Here’s the thing: we need you to fail.
We need you to fail, to falter, to mess up, and then get up and try again. Your kids need to see the difficult days and watch you persevere through them. Mom fail does not equal failing your kids. Your husband needs to hear you complain about a challenging day and how you made it through. And side note: husbands, when she does this – just listen. She doesn’t want you to fix it. Trust me on this.
John Maxwell wrote, in Beyond Talent, “There are two kinds of people in this world: those who want to get things done and those who don’t want to make mistakes.” Moms, we desperately need you to make mistakes because, whether you realize it or not, you are primarily the ones getting things done in the world today. If it weren’t for your mom fails, we would not be where we are today.

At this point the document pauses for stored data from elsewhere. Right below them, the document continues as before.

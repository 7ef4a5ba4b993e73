// src/record.rs

use chrono::NaiveDate;
use serde::{Deserialize, Serialize};
use std::collections::BTreeMap;

/// Number of red balls drawn per game.
pub const PRIMARY_COUNT: usize = 6;
pub const PRIMARY_MAX: u8 = 33;
pub const SECONDARY_MAX: u8 = 16;

/// Prize tiers are numbered 1 (jackpot) through 6.
pub const TIERS: std::ops::RangeInclusive<u8> = 1..=6;

/// One draw as read off its detail page.
#[derive(Debug, Clone, PartialEq, Serialize, Deserialize)]
pub struct DrawRecord {
    pub date: NaiveDate,
    /// Red balls, in page order.
    pub primary_numbers: Vec<u8>,
    /// Blue ball.
    pub secondary_number: u8,
    /// `None` when the page shows a placeholder.
    pub sales_amount: Option<f64>,
    pub pool_carryover: Option<f64>,
    /// Tier → number of winning tickets.
    pub prize_tier_counts: BTreeMap<u8, u64>,
    /// Tier → payout per winning ticket.
    pub prize_tier_amounts: BTreeMap<u8, f64>,
}

impl DrawRecord {
    /// Red balls joined for display, e.g. `03 07 12 19 25 31 + 09`.
    pub fn numbers_line(&self) -> String {
        let reds: Vec<String> = self
            .primary_numbers
            .iter()
            .map(|n| format!("{:02}", n))
            .collect();
        format!("{} + {:02}", reds.join(" "), self.secondary_number)
    }
}

#[cfg(test)]
mod tests {
    use super::*;

    #[test]
    fn numbers_line_pads_digits() {
        let rec = DrawRecord {
            date: NaiveDate::from_ymd_opt(2019, 1, 3).unwrap(),
            primary_numbers: vec![3, 7, 12, 19, 25, 31],
            secondary_number: 9,
            sales_amount: None,
            pool_carryover: None,
            prize_tier_counts: BTreeMap::new(),
            prize_tier_amounts: BTreeMap::new(),
        };
        assert_eq!(rec.numbers_line(), "03 07 12 19 25 31 + 09");
    }
}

I don’t want to be negative toward men, or toward women who aren’t moms. I have a biased perspective. However, consider this (because you know this is true): once a mom has decided to get something done, stand back – ain’t nothin’ gonna stop her! Give her some coffee, and promise her some chocolate and a nap later, and she can move mountains!
Be encouraged.
You are an amazing group of ladies who are literally changing the world every day as you pour into your families and find out how strong you are through the challenges you overcome. You need to mess up your kids just enough where they almost need therapy.

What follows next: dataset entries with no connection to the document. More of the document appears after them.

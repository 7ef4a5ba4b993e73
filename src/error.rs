// src/error.rs

use thiserror::Error;

/// Failure of a single page: fetching it, decoding it, or pulling a draw out of it.
#[derive(Debug, Clone, Error)]
pub enum ScrapeError {
    /// Transport failure or a non-success HTTP status.
    #[error("fetch {url}: {reason}")]
    Fetch { url: String, reason: String },

    /// Bytes are not valid under the chosen encoding, or no encoding could be determined.
    #[error("decode as {encoding}: {reason}")]
    Decode { encoding: String, reason: String },

    /// Expected page structure is missing or malformed.
    #[error("parse: {0}")]
    Parse(String),
}

impl ScrapeError {
    pub(crate) fn parse(msg: impl Into<String>) -> Self {
        ScrapeError::Parse(msg.into())
    }

    /// Short tag used in log fields.
    pub fn kind(&self) -> &'static str {
        match self {
            ScrapeError::Fetch { .. } => "fetch",
            ScrapeError::Decode { .. } => "decode",
            ScrapeError::Parse(_) => "parse",
        }
    }
}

We need your burned dinners, your failed Pinterest crafting attempts, your chaos, your sometimes-crazy ideas, and yes, even your occasional “emotional release” (a.k.a. uncontrollable crying fit).
Why? Because we need you.
We need you to show up, and to love us. You are the teachers to our next generation. We need your innovation. Your generosity and selflessness are an example to us all. We need your friendship. And know that it is possible to survive busy seasons without losing your mind.
We need you more than we ever have.
Becky says
Thanks. I needed to hear that.
…stink! I’m not a “crier”, so why are my eyes burning…?!?
Catharine says
My heart just grew a size. Like the Grinch. 🙂
Annette says
Thanks Barry – this is so appreciated!
Julie says
Hi Barry! You’re such a good father and husband – your family is blessed to have you. And thanks for the encouragement today!
Barry says
Awww…shucks. 🙂 Thanks, Julie!
Carolyn Black says
Thank you!! You are a lot like my own husband and I appreciate your insight and constructive comments. I fail everyday at some point, but each day gives me the opportunity to do one thing better than I did the day before.